Paychecks in right to work states are a lot skimpier than in non-right to work states. Everywhere, union wages are higher than non-union wages.
“In 2009, average pay in so-called ‘right to work’ states was 11.1 percent lower than in states where workers have the freedom to form strong unions,” the AFL-CIO’s website also says, citing numbers from the U.S. Bureau of Labor Statistics.
Absent unions, wages, of course, go down. That’s why unions call right to work the “right-to-work-for-less.”
If right to work laws were “democratic” and good for workers, why is it that business and industry groups – not workers — push them? Employer organizations like the U.S. Chamber of Commerce are big backers of right to work (and opponents of the EFCA.)
Right to work laws are legal under the Taft-Hartley Act, which an anti-union, Republican-majority Congress passed over President Harry Truman’s veto in 1947. The measure was aimed at rolling back gains organized labor made under President Franklin D. Roosevelt, a Democrat like Truman.
The bill’s sponsors were Sen. Robert Taft, R-Ohio, and Rep. Fred Hartley, R-N.J. Both were ultra-conservatives who hated unions.
Joining right-wing Northern Republicans in passing Taft-Hartley were a number of conservative white Southern Democrats. They were as anti-labor as they were pro-segregation.
Not coincidentally, every former Confederate state is a right to work state. “The labor-hater and the labor-baiter is virtually always a twin-headed creature spewing anti-Negro epithets from one mouth and anti-labor propaganda from the other mouth,” Dr. Martin Luther King observed.
The white supremacists who ruled Dixie in King’s day used the same strategy to preserve their Jim Crow race discrimination and segregation laws that they employed to thwart unionization, according to Bill Londrigan, president of the Kentucky State AFL-CIO. “Divide and conquer,” he said.
A big reason the South’s white political and business elite hated and feared unions was that in a union everybody is equal. Thus, they played the race card to divide white and African American workers and keep unions at bay.
Likewise, Londrigan said, employers nationwide keep pushing right to work laws because they turn workers against each other. “Knowing that a fundamental principle of trade unionism is ‘United We Stand, Divided We Fall’ — Kentucky’s state motto — right-to-work-for-less represents a
devious and deceitful method for creating divisions to erode essential union solidarity,” he said.
“Divisions occur both at the worksite in right-to-work-for-less states among workers that pay union dues and become members and those that do not and still get the same benefits….Divisions created by right-to-work-for-less among workers at individual worksites coupled with divisions created by the right-to-work-for-less status of states are primary objectives of right-to-work-for-less proponents because they understand that undermining union solidarity at the micro and macro levels erodes the fundamental principle of union solidarity necessary for the success of the American labor movement.”
In the end, the greed of the right to workers will cost them, too. Here’s why.
The more money people earn, the more money they have to spend – and will spend.

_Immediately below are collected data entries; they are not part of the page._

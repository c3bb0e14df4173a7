//! # MQTT-SN Client for Embedded Mesh Networks
//!
//! `myrtio-mqttsn` is a `no_std` compatible MQTT-SN 1.2 client designed for
//! constrained nodes on a low-power mesh (Thread, 6LoWPAN) that reach an
//! MQTT-SN gateway over UDP. It is built upon the
//! [Embassy](https://embassy.dev/) ecosystem.
//!
//! ## Core Features
//!
//! - **`no_std` & `no_alloc`:** Pending requests, topic bindings and send
//!   buffers live in fixed-capacity storage sized by const generics.
//!   Running out of space is an ordinary error, never a panic.
//! - **Non-blocking engine:** The client is a state machine driven from
//!   outside. It never awaits and never reads the clock; time is passed in.
//! - **Transport Agnostic:** A small `DatagramTransport` trait lets the client
//!   run over any unreliable datagram service.
//! - **Reliable requests:** CONNECT, REGISTER, SUBSCRIBE, UNSUBSCRIBE, QoS 1
//!   and QoS 2 PUBLISH and the session requests are retransmitted from their
//!   original bytes and complete exactly once.
//! - **Sleeping clients:** Sleep, wake-up polling and keepalive loss detection.
//! - **Gateway discovery:** SEARCHGW broadcasts plus GWINFO and ADVERTISE
//!   handlers.
//!
//! ## Architecture
//!
//! ### 1. Direct Client Usage
//!
//! Drive `MqttsnClient` yourself by feeding it datagrams and periodic ticks:
//!
//! ```ignore
//! let on_connected = |outcome: Outcome<()>| { /* ... */ };
//! let mut client = MqttsnClient::<_, 8, 16, 256>::new(transport);
//! client.set_connected_handler(&on_connected);
//! client.start(10000)?;
//! client.connect(MqttsnConfig::new(gateway, "node-1"), now)?;
//!
//! // in the receive path
//! client.handle_datagram(now, source, &datagram);
//! // every 100 ms
//! client.tick(now);
//! ```
//!
//! ### 2. Embassy Runtime
//!
//! Use `MqttsnRuntime` to run the client over an `embassy-net` UDP socket. See
//! the [`runtime`] module.
//!
//! ## Completion Model
//!
//! Every request takes a borrowed handler that receives an [`Outcome`]:
//! the gateway's acceptance, its rejection code, or an [`Abort`] reason
//! (timeout, lost connection, closed session). Gateway return codes and
//! local failures never share a value space.

#![cfg_attr(not(test), no_std)]

#[macro_use]
mod fmt;

pub mod client;
pub mod dispatch;
pub mod error;
pub mod keepalive;
pub mod packet;
pub mod registry;
pub mod runtime;
pub mod transaction;
pub mod transport;
pub mod util;

// Re-export key types for easier access at the crate root.
pub use client::{
    ClientState, DEFAULT_CLIENT_ID, MAX_CLIENT_ID_LEN, MqttsnClient, MqttsnConfig, WakeMode, Will,
};
pub use dispatch::{
    Abort, Advertisement, DisconnectReason, GatewayInfo, Outcome, ReceivedMessage, Subscription,
};
pub use error::{DecodeError, EncodeError, MqttsnError, ReturnCode};
pub use packet::{QoS, ShortName, Topic, TopicId};
pub use registry::{MAX_TOPIC_NAME_LEN, TopicRegistry};
pub use runtime::{DatagramOutbox, MqttsnRuntime};
pub use transport::DatagramTransport;
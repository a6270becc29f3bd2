// SPDX-License-Identifier: PMPL-1.0-or-later
// Copyright (c) 2026 Jonathan D.A. Jewell (hyperpolymath) <jonathan.jewell@open.ac.uk>
//
// Outcrop Fill — the remote generative fill step. Holds the predict wire
// contract, the access-token provider, the HTTP client and the retry layer
// that can be stacked on top of it.

pub mod client;
pub mod credentials;
pub mod retry;
pub mod wire;

pub use client::{FillService, ImagenClient};
pub use credentials::{CachedCredentials, CredentialProvider, GcloudTokenSource, StaticTokenSource};
pub use retry::{RetryConfig, RetryingFill};
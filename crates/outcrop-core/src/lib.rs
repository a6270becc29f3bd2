// SPDX-License-Identifier: PMPL-1.0-or-later
// Copyright (c) 2026 Jonathan D.A. Jewell (hyperpolymath) <jonathan.jewell@open.ac.uk>
//
// Outcrop — Core types, configuration and error definitions shared across all
// crates.

pub mod config;
pub mod error;
pub mod human_errors;
pub mod types;

pub use config::OutcropConfig;
pub use error::OutcropError;
pub use types::*;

The Kentucky State AFL-CIO put that truism on a novelty license plate a few years back. “Union Wages Buy More” it said.
Despite our current economic woes, America has the largest consumer economy in the world. But there aren’t enough rich people – not by a long shot – to buy the bulk of consumer goods American business and industry produces. By far, most purchasers of consumer goods are workers.
What happens when working people can’t afford to buy consumer goods? Read some history.
A major cause of the Depression was the weak purchasing power of American workers. Many historians and economists believe that America probably wouldn’t have suffered the Depression had business and industry owners paid their workers more money. Then and now, more money in worker wallets translates into more money in store cash registers.
Thus, greed isn’t just immoral, it’s impractical. When workers don’t make enough money to buy cars and other consumer goods, everybody gets hurt sooner or later, including pro-right to work bosses.